The City does a good job of setting aside some very pricy real estate for open space. Central Park is grand as long as you don’t try to compare it to the Tetons. And city blocks, here and there as set aside for sitting and chatting and having a cigar. Very pleasant.
In this urban environment, I was delighted to catch glimpse of something natural going on in a rather unnatural place.
A few shout outs: The Park Terrace Hotel on 40th Street is a four-years new construct walking distance to Times Square and the theater district. https://parkterracehotel.com The staff is more than accommodating and delight in hearing about our day. Across 40th is Bryant Park and the New York City public library – an architectural masterpiece that deserved our visit.
Astro Restaurant at 6th Avenue and 55th Street is a place I’ve stumbled into twice now. http://www.astrorestaurant.com/index.html I’ll go back next time for another pastrami on rye and some fries.

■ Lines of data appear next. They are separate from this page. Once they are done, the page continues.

//! Cross-store cart/wishlist lifecycles and change notifications.

use std::sync::Arc;
use std::sync::atomic::{AtomicUsize, Ordering};

use artstop_core::{ProductId, Selector};
use artstop_store::{CatalogStore, LineItemStore, MemoryStore, Role};

struct Stores {
    catalog: CatalogStore<MemoryStore>,
    cart: LineItemStore<MemoryStore>,
    wishlist: LineItemStore<MemoryStore>,
}

fn stores() -> Stores {
    let kv = MemoryStore::new();
    Stores {
        catalog: CatalogStore::new(kv.clone()),
        cart: LineItemStore::new(kv.clone(), Role::Cart),
        wishlist: LineItemStore::new(kv, Role::Wishlist),
    }
}

// =============================================================================
// Cart Lifecycle
// =============================================================================

#[test]
fn test_add_from_catalog_snapshots_display_fields() {
    let s = stores();
    let product = s.catalog.product(ProductId::new(1)).expect("seed product");

    s.cart
        .add(
            &product,
            &Selector {
                variant: Some("large".to_string()),
                color: Some("Gold".to_string()),
            },
            1,
        )
        .unwrap();

    let items = s.cart.read_all();
    let item = items.first().expect("one line item");
    assert_eq!(item.name, product.name);
    assert_eq!(item.image, product.images.first().cloned().unwrap_or_default());
    // Variant price, not base price.
    assert_eq!(item.price.amount(), 12_000);
}

#[test]
fn test_snapshot_survives_product_edit() {
    let s = stores();
    let mut product = s.catalog.product(ProductId::new(3)).expect("seed product");

    s.cart.add(&product, &Selector::none(), 1).unwrap();

    // Admin renames and reprices the product afterwards; the price increase
    // ends the discount, so the old price goes away with it.
    product.name = "Renamed Canvas".to_string();
    product.price = artstop_core::Price::new(9999);
    product.old_price = None;
    assert!(s.catalog.update_product(product).unwrap());

    let items = s.cart.read_all();
    let item = items.first().expect("one line item");
    assert_eq!(item.name, "Modern Islamic Geometric Pattern Canvas");
    assert_eq!(item.price.amount(), 4500);
}

#[test]
fn test_repeated_add_merges_into_one_line() {
    let s = stores();
    let product = s.catalog.product(ProductId::new(2)).expect("seed product");

    s.cart.add(&product, &Selector::none(), 1).unwrap();
    s.cart.add(&product, &Selector::none(), 1).unwrap();

    let items = s.cart.read_all();
    assert_eq!(items.len(), 1);
    assert_eq!(items.first().map(|i| i.quantity), Some(2));
}

// =============================================================================
// Wishlist and Move-to-Cart
// =============================================================================

#[test]
fn test_wishlist_dedup_then_move_to_cart() {
    let s = stores();
    let product = s.catalog.product(ProductId::new(4)).expect("seed product");

    s.wishlist.add(&product, &Selector::none(), 1).unwrap();
    s.wishlist.add(&product, &Selector::none(), 1).unwrap();
    assert_eq!(s.wishlist.read_all().len(), 1);

    // Product already in the cart: move merges instead of duplicating.
    s.cart.add(&product, &Selector::none(), 1).unwrap();
    s.wishlist.move_to_cart(&s.cart, product.id).unwrap();

    assert!(s.wishlist.read_all().is_empty());
    let cart_items = s.cart.read_all();
    assert_eq!(cart_items.len(), 1);
    assert_eq!(cart_items.first().map(|i| i.quantity), Some(2));
}

#[test]
fn test_stores_are_independent_per_role() {
    let s = stores();
    let product = s.catalog.product(ProductId::new(5)).expect("seed product");

    s.wishlist.add(&product, &Selector::none(), 1).unwrap();
    assert!(s.cart.read_all().is_empty());

    s.cart.add(&product, &Selector::none(), 3).unwrap();
    s.cart.clear().unwrap();
    assert_eq!(s.wishlist.read_all().len(), 1);
}

// =============================================================================
// Change Signals
// =============================================================================

#[test]
fn test_badge_counter_subscription() {
    let s = stores();
    let product = s.catalog.product(ProductId::new(1)).expect("seed product");

    // A navbar badge: re-reads the store on every change.
    let badge = Arc::new(AtomicUsize::new(0));
    let badge_writer = Arc::clone(&badge);
    let cart_for_listener = s.cart.clone();
    s.cart.subscribe(move |event| {
        assert_eq!(event.role, Role::Cart);
        badge_writer.store(
            cart_for_listener.total_quantity() as usize,
            Ordering::SeqCst,
        );
    });

    s.cart.add(&product, &Selector::none(), 2).unwrap();
    assert_eq!(badge.load(Ordering::SeqCst), 2);

    s.cart.add(&product, &Selector::none(), 1).unwrap();
    assert_eq!(badge.load(Ordering::SeqCst), 3);

    s.cart.clear().unwrap();
    assert_eq!(badge.load(Ordering::SeqCst), 0);
}

#[test]
fn test_wishlist_signal_not_fired_for_cart_changes() {
    let s = stores();
    let product = s.catalog.product(ProductId::new(1)).expect("seed product");

    let wishlist_events = Arc::new(AtomicUsize::new(0));
    let counter = Arc::clone(&wishlist_events);
    s.wishlist.subscribe(move |_| {
        counter.fetch_add(1, Ordering::SeqCst);
    });

    s.cart.add(&product, &Selector::none(), 1).unwrap();
    s.cart.clear().unwrap();
    assert_eq!(wishlist_events.load(Ordering::SeqCst), 0);

    s.wishlist.add(&product, &Selector::none(), 1).unwrap();
    assert_eq!(wishlist_events.load(Ordering::SeqCst), 1);
}
//! Integration tests for ArtStop.
//!
//! # Running Tests
//!
//! ```bash
//! cargo test -p artstop-integration-tests
//! ```
//!
//! # Test Categories
//!
//! - `catalog_flow` - Query engine driven from the persisted catalog store
//! - `cart_wishlist_flow` - Cross-store cart/wishlist lifecycles and signals
//! - `catalog_admin` - Admin mutations and catalog change notifications
//! - `persistence` - Seed fallback, corruption recovery, round-trips

#![cfg_attr(not(test), forbid(unsafe_code))]
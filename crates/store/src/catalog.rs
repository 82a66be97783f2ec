//! Persisted catalog snapshot with admin mutations.
//!
//! Categories and products live under two keys; reading falls back to the
//! compiled-in seed catalog when nothing is persisted (or the persisted
//! value is corrupt). Catalog mutations fire a single `catalogChanged`
//! signal carrying which sub-resource moved, so an admin dashboard can
//! refresh everything off one subscription.

use serde::{Deserialize, Serialize};

use artstop_core::{Category, Product, ProductId};

use crate::kv::{KeyValue, StoreError, read_json, write_json};
use crate::seed;
use crate::signal::{Signal, SubscriberId};

const CATEGORIES_KEY: &str = "artstop_categories";
const PRODUCTS_KEY: &str = "artstop_products";

/// Which catalog sub-resource a mutation touched.
#[derive(Debug, Clone, Copy, PartialEq, Eq, Serialize, Deserialize)]
#[serde(rename_all = "lowercase")]
pub enum CatalogResource {
    Categories,
    Products,
}

/// Change notification payload for catalog mutations.
#[derive(Debug, Clone, Copy, PartialEq, Eq)]
pub struct CatalogChanged {
    pub resource: CatalogResource,
}

/// A collection within a category, resolved for display.
#[derive(Debug, Clone, PartialEq, Eq, Serialize)]
#[serde(rename_all = "camelCase")]
pub struct CollectionSummary {
    pub name: String,
    pub slug: String,
    pub image: String,
    pub product_count: usize,
}

/// The persisted category/product catalog.
///
/// Clones share the same persistence surface and signal.
#[derive(Clone)]
pub struct CatalogStore<S> {
    kv: S,
    changed: Signal<CatalogChanged>,
}

impl<S: KeyValue> CatalogStore<S> {
    pub fn new(kv: S) -> Self {
        Self {
            kv,
            changed: Signal::new(),
        }
    }

    /// Subscribe to catalog mutations (both sub-resources).
    pub fn subscribe(
        &self,
        listener: impl Fn(&CatalogChanged) + Send + Sync + 'static,
    ) -> SubscriberId {
        self.changed.subscribe(listener)
    }

    /// Detach a previously subscribed listener.
    pub fn unsubscribe(&self, id: SubscriberId) -> bool {
        self.changed.unsubscribe(id)
    }

    /// All categories; seed catalog when nothing usable is persisted.
    #[must_use]
    pub fn categories(&self) -> Vec<Category> {
        read_json(&self.kv, CATEGORIES_KEY).unwrap_or_else(seed::categories)
    }

    /// All products; seed catalog when nothing usable is persisted.
    #[must_use]
    pub fn products(&self) -> Vec<Product> {
        read_json(&self.kv, PRODUCTS_KEY).unwrap_or_else(seed::products)
    }

    /// Look up a category by slug.
    #[must_use]
    pub fn category_by_slug(&self, slug: &str) -> Option<Category> {
        self.categories().into_iter().find(|c| c.slug == slug)
    }

    /// Look up a product by id.
    #[must_use]
    pub fn product(&self, id: ProductId) -> Option<Product> {
        self.products().into_iter().find(|p| p.id == id)
    }

    /// Wholesale category replacement (admin bulk edit).
    ///
    /// # Errors
    ///
    /// Propagates persistence failures from the key-value surface.
    pub fn replace_categories(&self, categories: Vec<Category>) -> Result<(), StoreError> {
        write_json(&self.kv, CATEGORIES_KEY, &categories)?;
        self.notify(CatalogResource::Categories);
        Ok(())
    }

    /// Wholesale product replacement (admin bulk edit).
    ///
    /// # Errors
    ///
    /// Propagates persistence failures from the key-value surface.
    pub fn replace_products(&self, products: Vec<Product>) -> Result<(), StoreError> {
        write_json(&self.kv, PRODUCTS_KEY, &products)?;
        self.notify(CatalogResource::Products);
        Ok(())
    }

    /// Insert a product, assigning the next free id (`max + 1`).
    ///
    /// The id on the passed record is ignored; the assigned id is returned.
    ///
    /// # Errors
    ///
    /// [`StoreError::InvalidProduct`] when validation fails; otherwise
    /// persistence failures.
    pub fn insert_product(&self, mut product: Product) -> Result<ProductId, StoreError> {
        let mut products = self.products();
        let next_id = products
            .iter()
            .map(|p| p.id.as_i32())
            .max()
            .unwrap_or(0)
            .saturating_add(1);
        product.id = ProductId::new(next_id);
        product.validate()?;
        products.push(product);
        write_json(&self.kv, PRODUCTS_KEY, &products)?;
        self.notify(CatalogResource::Products);
        Ok(ProductId::new(next_id))
    }

    /// Replace the product with the same id. Returns false (and does not
    /// persist) when no such product exists.
    ///
    /// # Errors
    ///
    /// [`StoreError::InvalidProduct`] when validation fails; otherwise
    /// persistence failures.
    pub fn update_product(&self, product: Product) -> Result<bool, StoreError> {
        product.validate()?;
        let mut products = self.products();
        let Some(slot) = products.iter_mut().find(|p| p.id == product.id) else {
            return Ok(false);
        };
        *slot = product;
        write_json(&self.kv, PRODUCTS_KEY, &products)?;
        self.notify(CatalogResource::Products);
        Ok(true)
    }

    /// Remove a product by id. Absent ids are a no-op returning false.
    ///
    /// # Errors
    ///
    /// Propagates persistence failures from the key-value surface.
    pub fn remove_product(&self, id: ProductId) -> Result<bool, StoreError> {
        let mut products = self.products();
        let before = products.len();
        products.retain(|p| p.id != id);
        if products.len() == before {
            return Ok(false);
        }
        write_json(&self.kv, PRODUCTS_KEY, &products)?;
        self.notify(CatalogResource::Products);
        Ok(true)
    }

    /// Add a named collection to a category, optionally with an image.
    ///
    /// Returns false (no persist, no signal) when the category is unknown
    /// or already has a collection with this name.
    ///
    /// # Errors
    ///
    /// Propagates persistence failures from the key-value surface.
    pub fn add_collection(
        &self,
        category_slug: &str,
        name: &str,
        image: Option<String>,
    ) -> Result<bool, StoreError> {
        let mut categories = self.categories();
        let Some(category) = categories.iter_mut().find(|c| c.slug == category_slug) else {
            return Ok(false);
        };
        if category.has_collection(name) {
            return Ok(false);
        }
        category.collections.push(name.to_string());
        if let Some(image) = image {
            category.collection_images.insert(name.to_string(), image);
        }
        write_json(&self.kv, CATEGORIES_KEY, &categories)?;
        self.notify(CatalogResource::Categories);
        Ok(true)
    }

    /// Collections of a category resolved for display: slugified handle,
    /// per-collection product count, and an image falling back to a
    /// generated placeholder when the category has no entry for it.
    #[must_use]
    pub fn collections_for_category(&self, category_slug: &str) -> Vec<CollectionSummary> {
        let Some(category) = self.category_by_slug(category_slug) else {
            return Vec::new();
        };
        let products = self.products();
        category
            .collections
            .iter()
            .map(|name| CollectionSummary {
                name: name.clone(),
                slug: slugify(name),
                image: category
                    .collection_images
                    .get(name)
                    .cloned()
                    .unwrap_or_else(|| placeholder_image(name)),
                product_count: products
                    .iter()
                    .filter(|p| {
                        p.category == category_slug && p.collection.as_deref() == Some(name)
                    })
                    .count(),
            })
            .collect()
    }

    fn notify(&self, resource: CatalogResource) {
        self.changed.emit(&CatalogChanged { resource });
    }
}

/// Turn a display name into a URL slug: lowercase, runs of non-alphanumeric
/// characters become single hyphens, no leading/trailing hyphen.
#[must_use]
pub fn slugify(name: &str) -> String {
    let mut slug = String::with_capacity(name.len());
    let mut pending_hyphen = false;
    for c in name.chars() {
        if c.is_ascii_alphanumeric() {
            if pending_hyphen && !slug.is_empty() {
                slug.push('-');
            }
            pending_hyphen = false;
            slug.push(c.to_ascii_lowercase());
        } else {
            pending_hyphen = true;
        }
    }
    slug
}

/// Deterministic placeholder image for collections without one.
#[must_use]
pub fn placeholder_image(name: &str) -> String {
    format!("https://picsum.photos/seed/{}/600/400", urlencoding::encode(name))
}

Fine & Rare https://www.fineandrare.nyc offers enough choices in Bourbon and whiskey to make me more pro-choice than I already am. Menu, presentation, preparation and service are outstanding – more than the average country boy might expect. And the every-night live jazz featured this night a melodious songstress offering her take on the Great American Songbook – sometimes in French [pause for heart palpitations] – and a bass player who made me wish I’d practiced more as a kid.
The first time I’d visited the World Trade Center, several years ago, I must admit I shed tears at the two pools built on the footprints of the once-mighty twin towers.
This time, we took the additional step of visiting the profoundly moving museum assembled beneath where those towers stood.
Remnants of the foundation’s structure tell us something about the fallacy of foreverness…
… and the hulk of Ladder 3 reminds me not everyone who wears a badge or dons a uniform is a hero. Circumstance will determine who’s who. New York City’s Fire Department(s) lost 343 souls in one day. Each a hero.
New York is a fabulous collection of contrasts: rich people and the down and out; soaring high rises and tiny historic chapels in their shadows; rushing traffic sounding like a wild river...
...and from a distance, a still life of humanity’s greatest triumphs and greatest failures.
As we fly west, I wonder if I’ll ever be called back…
…and I revel at the open space beneath me. From 36,000 feet, it feels more like home.